前回は、ビッグデータの一種である衛星AISデータを利用して解析した運航実態から、冬季北太平洋を航行する船はどのように横断しているのか、実際のルート傾向を見ました。今回は、どのような波向、波高に遭遇しているのかを具体的に見ていきたいと思います。

この記事は、著者らが発表した研究論文1) から内容の一部を抜粋して、再編集しています。

東航は追い波、西航は向い波

前回の記事では、東航の場合は北太平洋の中央部を横断しているのに対し、西航の場合は、荒天域である北太平洋中央部を避けるように、ベーリング海(アリューシャン列島の北側)を通る場合と南側の北緯30度付近およびその以南を航行する場合とに分かれていることを示しました。
では、なぜ東航と西航とでルートが大きく異なるのでしょうか。もう少し詳しく見ていきます。
下図はコンテナ船が航海中にどの方向から波を受けたのかを東航・西航別に示したものです。横軸は相対波向を示し、図中、中央付近の0度を正船首として、右側が右舷、左側が左舷を表し、グラフ両端が正船尾を表しています。
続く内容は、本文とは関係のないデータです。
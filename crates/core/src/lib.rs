//! Pikabu Core - Shared types library.
//!
//! This crate provides common types used across all Pikabu components:
//! - `checkout` - Cart ledger and order reconciliation logic
//! - the (external) storefront and admin services that persist and render
//!   the values defined here
//!
//! # Architecture
//!
//! The core crate contains only types and pure helpers - no I/O, no database
//! access, no HTTP clients. This keeps it lightweight and allows it to be
//! used anywhere.
//!
//! # Modules
//!
//! - [`types`] - Newtype wrappers for type-safe IDs, money helpers, catalog
//!   enums, and the shipping address

#![cfg_attr(not(test), forbid(unsafe_code))]

pub mod types;

pub use types::*;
また、縦軸は確率密度を示し、棒が高いほど、該当する方向から波を受ける頻度が高かったことを示しています。

この図から、東航と西航とでは波を受ける方向が異なっており、東航では主に船尾から波を受けながら、西航では斜め船首から波を受けながら航海していたことが読み取れます。

向い波と追い波では許容できる波高が異なる?

さて、これまでの内容を整理すると「東航では北太平洋の中央部を横断し、西航ではそれらの海域を避けて横断している」、「東航では追い波を主に受けており、西航では向い波を受けている」ということがデータから明らかになりました。
さらに、下図が示すように、今回の解析対象期間は、北太平洋の中央部(北緯40度付近)の波高が高かった(荒天であった)ことが海象データから明らかになっています。

これらの事実を組み合わせると、以下の仮説が成り立ちます。「荒れている海域を避けるか否かの判断基準は、艏(おもて)から波を受けている場合と、艉(とも)から波を受ける場合とで異なる」。つまり、追い波を受けている場合は多少荒れていても航行し、向い波を受けている場合は荒れている海域を避ける傾向にあるのではないかという仮説です。

向い波と追い波別の遭遇波高

そこで、向い波と追い波別に航海中に遭遇した波高の傾向を詳しく見てみます。下図は向い波、追い波、それぞれの遭遇波高のヒストグラムです。縦軸に確率密度を取り、横軸に遭遇波高を取っています。棒の高さは相対波向の場合と同意です。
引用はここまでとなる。